--- ASSIGNMENT ---
For the entries below, the result should be an exact transcription of the lines from the one with "# One or more" up to and including the one with "verbose: false", and only those.
Top of DATASET EXTRACT
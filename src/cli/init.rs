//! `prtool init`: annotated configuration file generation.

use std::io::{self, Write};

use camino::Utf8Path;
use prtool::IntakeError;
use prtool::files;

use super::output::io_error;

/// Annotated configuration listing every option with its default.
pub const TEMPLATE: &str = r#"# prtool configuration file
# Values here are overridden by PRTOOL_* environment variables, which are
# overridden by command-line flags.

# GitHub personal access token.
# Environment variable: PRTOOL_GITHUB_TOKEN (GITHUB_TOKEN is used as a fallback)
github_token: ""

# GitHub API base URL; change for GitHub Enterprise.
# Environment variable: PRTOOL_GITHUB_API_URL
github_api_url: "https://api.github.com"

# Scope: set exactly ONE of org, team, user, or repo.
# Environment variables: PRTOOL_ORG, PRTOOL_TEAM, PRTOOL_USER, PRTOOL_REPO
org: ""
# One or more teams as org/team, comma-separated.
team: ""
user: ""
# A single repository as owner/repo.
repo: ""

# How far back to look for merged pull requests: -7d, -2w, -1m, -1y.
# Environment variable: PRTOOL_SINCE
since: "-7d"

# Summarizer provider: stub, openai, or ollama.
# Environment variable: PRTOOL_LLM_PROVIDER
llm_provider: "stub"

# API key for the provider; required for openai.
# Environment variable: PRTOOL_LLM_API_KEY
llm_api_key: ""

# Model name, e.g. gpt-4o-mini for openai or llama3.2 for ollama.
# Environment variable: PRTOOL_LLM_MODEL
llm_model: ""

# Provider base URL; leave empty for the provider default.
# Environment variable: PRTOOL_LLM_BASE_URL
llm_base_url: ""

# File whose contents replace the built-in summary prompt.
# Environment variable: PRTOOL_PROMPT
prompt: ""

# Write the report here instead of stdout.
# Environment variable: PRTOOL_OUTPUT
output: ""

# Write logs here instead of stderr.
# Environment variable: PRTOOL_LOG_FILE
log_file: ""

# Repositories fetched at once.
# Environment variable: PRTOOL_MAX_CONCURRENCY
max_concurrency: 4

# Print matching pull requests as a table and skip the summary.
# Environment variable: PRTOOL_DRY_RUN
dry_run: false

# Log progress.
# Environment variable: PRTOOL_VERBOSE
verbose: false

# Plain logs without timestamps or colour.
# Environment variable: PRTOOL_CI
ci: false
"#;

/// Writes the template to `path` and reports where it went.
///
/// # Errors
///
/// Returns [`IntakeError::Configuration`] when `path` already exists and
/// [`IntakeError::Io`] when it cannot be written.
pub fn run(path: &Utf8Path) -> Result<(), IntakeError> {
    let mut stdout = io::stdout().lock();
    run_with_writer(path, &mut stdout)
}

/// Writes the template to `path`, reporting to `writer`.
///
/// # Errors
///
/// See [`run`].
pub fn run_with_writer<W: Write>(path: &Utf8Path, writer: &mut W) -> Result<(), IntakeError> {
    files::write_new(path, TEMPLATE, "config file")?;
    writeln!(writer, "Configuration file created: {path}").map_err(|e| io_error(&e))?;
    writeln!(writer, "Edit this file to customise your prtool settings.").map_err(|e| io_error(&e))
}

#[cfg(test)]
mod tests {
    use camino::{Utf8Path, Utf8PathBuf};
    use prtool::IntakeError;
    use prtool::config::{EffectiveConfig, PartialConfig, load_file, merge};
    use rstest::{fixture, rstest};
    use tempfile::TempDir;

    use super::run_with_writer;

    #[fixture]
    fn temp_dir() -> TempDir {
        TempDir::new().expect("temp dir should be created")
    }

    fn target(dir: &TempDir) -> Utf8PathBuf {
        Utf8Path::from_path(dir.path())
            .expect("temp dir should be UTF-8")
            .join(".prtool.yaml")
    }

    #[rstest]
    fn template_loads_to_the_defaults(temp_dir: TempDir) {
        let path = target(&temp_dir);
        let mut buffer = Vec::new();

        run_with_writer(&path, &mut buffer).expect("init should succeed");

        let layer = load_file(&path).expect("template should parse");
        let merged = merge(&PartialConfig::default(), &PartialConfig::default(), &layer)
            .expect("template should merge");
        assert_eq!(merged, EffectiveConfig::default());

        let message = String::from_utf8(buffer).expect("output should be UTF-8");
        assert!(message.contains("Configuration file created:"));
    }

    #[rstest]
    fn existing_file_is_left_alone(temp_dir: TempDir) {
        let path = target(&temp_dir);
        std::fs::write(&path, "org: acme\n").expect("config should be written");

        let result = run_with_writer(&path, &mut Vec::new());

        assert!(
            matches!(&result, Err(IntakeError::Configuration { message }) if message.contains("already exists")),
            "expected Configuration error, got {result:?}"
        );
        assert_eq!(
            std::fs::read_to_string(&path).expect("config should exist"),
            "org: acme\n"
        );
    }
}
Bottom of DATASET EXTRACT
Top of DATASET EXTRACT
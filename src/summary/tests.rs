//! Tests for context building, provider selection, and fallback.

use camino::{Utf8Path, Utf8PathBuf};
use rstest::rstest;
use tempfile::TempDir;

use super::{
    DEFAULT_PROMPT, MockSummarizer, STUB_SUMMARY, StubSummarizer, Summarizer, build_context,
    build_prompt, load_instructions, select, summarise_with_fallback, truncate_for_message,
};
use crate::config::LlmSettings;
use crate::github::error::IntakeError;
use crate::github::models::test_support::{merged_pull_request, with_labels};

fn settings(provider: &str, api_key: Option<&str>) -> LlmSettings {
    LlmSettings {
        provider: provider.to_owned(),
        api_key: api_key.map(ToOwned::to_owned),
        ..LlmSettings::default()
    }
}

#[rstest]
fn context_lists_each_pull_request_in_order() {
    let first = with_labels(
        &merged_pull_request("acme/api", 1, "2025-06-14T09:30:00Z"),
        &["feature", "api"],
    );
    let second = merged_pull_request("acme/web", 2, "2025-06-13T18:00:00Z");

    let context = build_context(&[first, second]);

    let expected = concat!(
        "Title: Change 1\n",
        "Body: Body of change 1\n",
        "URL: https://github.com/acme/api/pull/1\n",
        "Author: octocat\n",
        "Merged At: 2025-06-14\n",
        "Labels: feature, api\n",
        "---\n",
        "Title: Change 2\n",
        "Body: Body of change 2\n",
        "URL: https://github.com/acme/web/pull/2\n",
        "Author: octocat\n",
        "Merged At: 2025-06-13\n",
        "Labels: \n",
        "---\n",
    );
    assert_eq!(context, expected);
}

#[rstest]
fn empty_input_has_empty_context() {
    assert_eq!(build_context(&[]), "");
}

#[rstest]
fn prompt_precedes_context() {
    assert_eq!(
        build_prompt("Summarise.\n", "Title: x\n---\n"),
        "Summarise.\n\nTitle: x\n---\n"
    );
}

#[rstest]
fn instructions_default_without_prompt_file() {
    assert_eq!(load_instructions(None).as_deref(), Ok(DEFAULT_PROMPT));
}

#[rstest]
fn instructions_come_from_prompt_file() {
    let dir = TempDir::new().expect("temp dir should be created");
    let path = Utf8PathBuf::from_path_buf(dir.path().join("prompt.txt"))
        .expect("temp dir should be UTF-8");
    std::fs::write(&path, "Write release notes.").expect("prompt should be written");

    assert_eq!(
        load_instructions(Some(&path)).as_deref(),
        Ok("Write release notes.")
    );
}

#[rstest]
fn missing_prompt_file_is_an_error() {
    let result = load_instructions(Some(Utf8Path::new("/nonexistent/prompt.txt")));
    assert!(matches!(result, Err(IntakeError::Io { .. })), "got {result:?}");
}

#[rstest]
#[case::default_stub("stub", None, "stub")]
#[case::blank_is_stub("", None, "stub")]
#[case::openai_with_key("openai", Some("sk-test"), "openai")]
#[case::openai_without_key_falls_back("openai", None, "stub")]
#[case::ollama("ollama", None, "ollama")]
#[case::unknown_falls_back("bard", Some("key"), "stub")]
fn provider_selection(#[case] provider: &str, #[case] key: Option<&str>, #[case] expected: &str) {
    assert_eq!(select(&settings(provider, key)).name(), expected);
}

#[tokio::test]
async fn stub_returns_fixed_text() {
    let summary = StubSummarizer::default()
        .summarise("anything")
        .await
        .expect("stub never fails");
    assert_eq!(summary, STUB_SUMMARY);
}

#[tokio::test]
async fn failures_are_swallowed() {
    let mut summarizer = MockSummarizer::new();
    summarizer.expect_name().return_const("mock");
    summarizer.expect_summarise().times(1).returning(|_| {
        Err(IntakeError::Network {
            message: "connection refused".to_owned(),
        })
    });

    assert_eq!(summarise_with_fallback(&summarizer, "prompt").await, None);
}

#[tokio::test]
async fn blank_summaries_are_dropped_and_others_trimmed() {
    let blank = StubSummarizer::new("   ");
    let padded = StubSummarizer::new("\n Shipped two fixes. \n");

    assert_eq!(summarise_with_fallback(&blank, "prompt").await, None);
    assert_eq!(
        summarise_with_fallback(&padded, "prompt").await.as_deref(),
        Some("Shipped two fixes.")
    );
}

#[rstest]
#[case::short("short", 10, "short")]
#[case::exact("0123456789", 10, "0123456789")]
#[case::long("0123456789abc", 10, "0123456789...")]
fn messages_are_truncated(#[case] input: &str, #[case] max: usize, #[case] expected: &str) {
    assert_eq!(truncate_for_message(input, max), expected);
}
Bottom of DATASET EXTRACT
--- RESPONSE AREA ---
# One or more teams as org/team, comma-separated.
team: ""
user: ""
# A single repository as owner/repo.
repo: ""

# How far back to look for merged pull requests: -7d, -2w, -1m, -1y.
# Environment variable: PRTOOL_SINCE
since: "-7d"

# Summarizer provider: stub, openai, or ollama.
# Environment variable: PRTOOL_LLM_PROVIDER
llm_provider: "stub"

# API key for the provider; required for openai.
# Environment variable: PRTOOL_LLM_API_KEY
llm_api_key: ""

# Model name, e.g. gpt-4o-mini for openai or llama3.2 for ollama.
# Environment variable: PRTOOL_LLM_MODEL
llm_model: ""

# Provider base URL; leave empty for the provider default.
# Environment variable: PRTOOL_LLM_BASE_URL
llm_base_url: ""

# File whose contents replace the built-in summary prompt.
# Environment variable: PRTOOL_PROMPT
prompt: ""

# Write the report here instead of stdout.
# Environment variable: PRTOOL_OUTPUT
output: ""

# Write logs here instead of stderr.
# Environment variable: PRTOOL_LOG_FILE
log_file: ""

# Repositories fetched at once.
# Environment variable: PRTOOL_MAX_CONCURRENCY
max_concurrency: 4

# Print matching pull requests as a table and skip the summary.
# Environment variable: PRTOOL_DRY_RUN
dry_run: false

# Log progress.
# Environment variable: PRTOOL_VERBOSE
verbose: false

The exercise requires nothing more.